Rates surged higher for the second week in a row as U.S. Treasuries jumped over hopes the Eurozone will reach an agreement on a bail-out. The 30-year fixed rate loan jumped to average 3.59%, a four basis point surge from last week, according to Freddie Mac.
The fixed 15-year mortgage also rose to average 2.84%, up a single basis point. The 5-year ARM moved to 2.77% from 2.75% a week ago. The surge in rates is expected to move some homeowners seeking to refinance their mortgages to the sidelines to wait out lower rates.
A hike in yields paid to investors on Treasuries paved the way for the surge in mortgage rates, which have been at record lows for most of the year. The 30-year fixed bottomed out at an average of 3.49% on July 26th.

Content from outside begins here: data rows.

// ── verify ────────────────────────────────────────────────────────────────────

#[cfg(unix)]
mod verify {
    use super::*;

    #[test]
    fn correct_answer() {
        let dir = workspace();
        with_sh_languages(dir.path());
        fs::write(dir.path().join("euler_001.sh"), "echo 233168\n").unwrap();

        easyeuler(dir.path())
            .args(["verify", "euler_001.sh"])
            .assert()
            .success()
            .stdout("Checking output of euler_001.sh: 233168\n");
    }

    #[test]
    fn wrong_answer_still_exits_zero() {
        let dir = workspace();
        with_sh_languages(dir.path());
        fs::write(dir.path().join("euler_001.sh"), "echo 42\n").unwrap();

        easyeuler(dir.path())
            .args(["verify", "euler_001.sh"])
            .assert()
            .success()
            .stdout(predicate::str::contains("Checking output of euler_001.sh: 42"));
    }

    #[test]
    fn empty_output_is_marked() {
        let dir = workspace();
        with_sh_languages(dir.path());
        fs::write(dir.path().join("euler_002.sh"), "true\n").unwrap();

        easyeuler(dir.path())
            .args(["verify", "euler_002.sh"])
            .assert()
            .success()
            .stdout(predicate::str::contains("[no output]"));
    }

    #[test]
    fn execute_failure_reports_stage() {
        let dir = workspace();
        with_sh_languages(dir.path());
        fs::write(dir.path().join("euler_001.sh"), "echo boom >&2\nexit 3\n").unwrap();

        easyeuler(dir.path())
            .args(["verify", "euler_001.sh"])
            .assert()
            .success()
            .stdout(predicate::str::contains("[error during execute]"))
            .stdout(predicate::str::contains("boom").not());

        easyeuler(dir.path())
            .args(["verify", "-e", "euler_001.sh"])
            .assert()
            .success()
            .stdout(predicate::str::contains("boom"));
    }

    #[test]
    fn build_failure_stops_pipeline() {
        let dir = workspace();
        with_sh_languages(dir.path());
        fs::write(dir.path().join("euler_001.broken"), "echo 233168\n").unwrap();

        easyeuler(dir.path())
            .args(["verify", "euler_001.broken"])
            .assert()
            .success()
            .stdout(predicate::str::contains("[error during build]"))
            .stdout(predicate::str::contains("233168").not());
    }

    #[test]
    fn explicit_language_overrides_extension() {
        let dir = workspace();
        with_sh_languages(dir.path());
        fs::write(dir.path().join("euler_001.txt"), "echo 233168\n").unwrap();

        easyeuler(dir.path())
            .args(["verify", "--language", "sh", "euler_001.txt"])
            .assert()
            .success()
            .stdout(predicate::str::contains("euler_001.txt: 233168"));
    }

    #[test]
    fn timing_is_printed() {
        let dir = workspace();
        with_sh_languages(dir.path());
        fs::write(dir.path().join("euler_001.sh"), "echo 233168\n").unwrap();

        easyeuler(dir.path())
            .args(["verify", "--time", "euler_001.sh"])
            .assert()
            .success()
            .stdout(predicate::str::contains("CPU times - user: "))
            .stdout(predicate::str::contains("Wall time: "));
    }

    #[test]
    fn directory_needs_recursive() {
        let dir = workspace();
        with_sh_languages(dir.path());
        fs::create_dir(dir.path().join("solutions")).unwrap();
        fs::write(dir.path().join("solutions/euler_001.sh"), "echo 233168\n").unwrap();

        easyeuler(dir.path())
            .args(["verify", "solutions"])
            .assert()
            .code(2)
            .stdout(predicate::str::contains(
                "Skipping solutions because it is a directory and --recursive was not specified",
            ))
            .stderr(predicate::str::contains("No files were verified"));
    }

    #[test]
    fn recursive_verifies_nested_files() {
        let dir = workspace();
        with_sh_languages(dir.path());
        fs::create_dir_all(dir.path().join("solutions/nested")).unwrap();
        fs::write(dir.path().join("solutions/euler_001.sh"), "echo 233168\n").unwrap();
        fs::write(
            dir.path().join("solutions/nested/euler_002.sh"),
            "echo 4613732\n",
        )
        .unwrap();
        fs::write(dir.path().join("solutions/README"), "notes\n").unwrap();

        easyeuler(dir.path())
            .args(["verify", "-r", "solutions"])
            .assert()
            .success()
            .stdout(predicate::str::contains("euler_001.sh: 233168"))
            .stdout(predicate::str::contains("euler_002.sh: 4613732"))
            .stdout(predicate::str::contains(
                "because it does not contain a valid problem ID",
            ));
    }

    #[test]
    fn file_without_problem_id_is_skipped() {
        let dir = workspace();
        with_sh_languages(dir.path());
        fs::write(dir.path().join("notes.sh"), "echo hi\n").unwrap();

        easyeuler(dir.path())
            .args(["verify", "notes.sh"])
            .assert()
            .code(2)
            .stdout(predicate::str::contains(
                "Skipping notes.sh because it does not contain a valid problem ID",
            ));
    }

    #[test]
    fn missing_path_is_rejected_up_front() {
        let dir = workspace();
        easyeuler(dir.path())
            .args(["verify", "euler_404.py"])
            .assert()
            .code(2)
            .stderr(predicate::str::contains("Path 'euler_404.py' does not exist"));
    }

    #[test]
    fn json_output_one_document_per_file() {
        let dir = workspace();
        with_sh_languages(dir.path());
        fs::write(dir.path().join("euler_001.sh"), "echo 233168\n").unwrap();
        fs::write(dir.path().join("euler_002.sh"), "echo 1\n").unwrap();

        let assert = easyeuler(dir.path())
            .args([
                "--output-format",
                "json",
                "verify",
                "euler_001.sh",
                "euler_002.sh",
            ])
            .assert()
            .success();

        let stdout = String::from_utf8(assert.get_output().stdout.clone()).unwrap();
        let reports: Vec<serde_json::Value> = stdout
            .lines()
            .map(|line| serde_json::from_str(line).unwrap())
            .collect();

        assert_eq!(reports.len(), 2);
        assert_eq!(reports[0]["verdict"], "correct");
        assert_eq!(reports[0]["result"]["execute"]["output"], "233168");
        assert_eq!(reports[1]["problem"], 2);
        assert_eq!(reports[1]["verdict"], "incorrect");
    }
}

The chief economist of Freddie Mac attributed the hike in rates to “stronger than expected employment reports.” The economy added 163,000 jobs in July, but most economists contend that at least 400,000 jobs would have to be added to the work force each month for a healthy economy to return.
Still, the unemployment rate averages 8.3% nationally and is much higher in many regions of the country, especially those that have been devastated by the foreclosure crisis, including California, Nevada, Arizona and Ohio.
“In addition, the number of announced corporate layoffs fell 45% in July compared to last July and was the third time this year that announced layoffs were less than the same month in 2011,” said Freddie Mac economist Frank Nothaft.
Employment levels or the lack of jobs is the most critical issue when it comes to the housing market since unemployed people are unable to qualify for a mortgage.